_Provided records_
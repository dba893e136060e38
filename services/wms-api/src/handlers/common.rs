//! Shared pieces of the WMS and tile handlers.

use axum::{
    http::{header, HeaderMap, StatusCode},
    response::{IntoResponse, Response},
};
use std::time::Instant;
use tracing::{error, warn};

use wms_common::{WmsError, WmsResult};
use wms_map::RequestContext;
use wms_protocol::{service_exception_xml, NormalizedRequest};

use crate::backend::RenderedOutput;
use crate::metrics;
use crate::state::AppState;

// ============================================================================
// Exception Helpers
// ============================================================================

/// Generate a WMS-formatted exception response
pub fn wms_exception(code: &str, msg: &str, status: StatusCode) -> Response {
    (
        status,
        [(header::CONTENT_TYPE, "application/xml")],
        service_exception_xml(code, msg),
    )
        .into_response()
}

/// Map an error to its exception report and HTTP status.
pub fn error_response(err: &WmsError) -> Response {
    let status =
        StatusCode::from_u16(err.http_status_code()).unwrap_or(StatusCode::INTERNAL_SERVER_ERROR);
    if status.is_server_error() {
        error!(error = %err, "Request failed");
    } else {
        warn!(error = %err, "Request rejected");
    }
    metrics::record_request_error(err.wms_exception_code());
    wms_exception(err.wms_exception_code(), &err.to_string(), status)
}

/// `{scheme}://{host}{path}?`, the endpoint advertised in capabilities.
///
/// The scheme comes from `X-Forwarded-Proto` when a proxy terminates TLS in
/// front of the service, and defaults to `http`.
pub fn online_resource(headers: &HeaderMap, path: &str) -> Option<String> {
    let host = headers.get(header::HOST)?.to_str().ok()?;
    Some(format!("{}://{}{}?", request_scheme(headers), host, path))
}

fn request_scheme(headers: &HeaderMap) -> &'static str {
    let forwarded = headers
        .get("x-forwarded-proto")
        .and_then(|v| v.to_str().ok())
        .and_then(|v| v.split(',').next())
        .map(str::trim);
    match forwarded {
        Some(proto) if proto.eq_ignore_ascii_case("https") => "https",
        _ => "http",
    }
}

// ============================================================================
// Rendering
// ============================================================================

/// Assemble the map for `ctx` and hand it to the render back end.
pub async fn render(
    state: &AppState,
    request: &NormalizedRequest,
    ctx: &RequestContext,
    online_resource: Option<String>,
) -> WmsResult<RenderedOutput> {
    let map = state.assemble(ctx, online_resource)?;

    if let Some(name) = map.missing_layers(request.layers()).first() {
        return Err(WmsError::LayerNotFound(name.to_string()));
    }

    let start = Instant::now();
    let result = state.backend.render(&map, request).await;
    metrics::record_render(start.elapsed(), result.is_ok());
    result
}

/// Turn a render result into an HTTP response.
pub fn render_response(result: WmsResult<RenderedOutput>) -> Response {
    match result {
        Ok(output) => (
            StatusCode::OK,
            [(header::CONTENT_TYPE, output.content_type)],
            output.bytes,
        )
            .into_response(),
        Err(e) => error_response(&e),
    }
}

_What the task asks_
Nothing but a number is expected here: say how many lines in the material hold "WmsResult".

_Result of the exercise_
3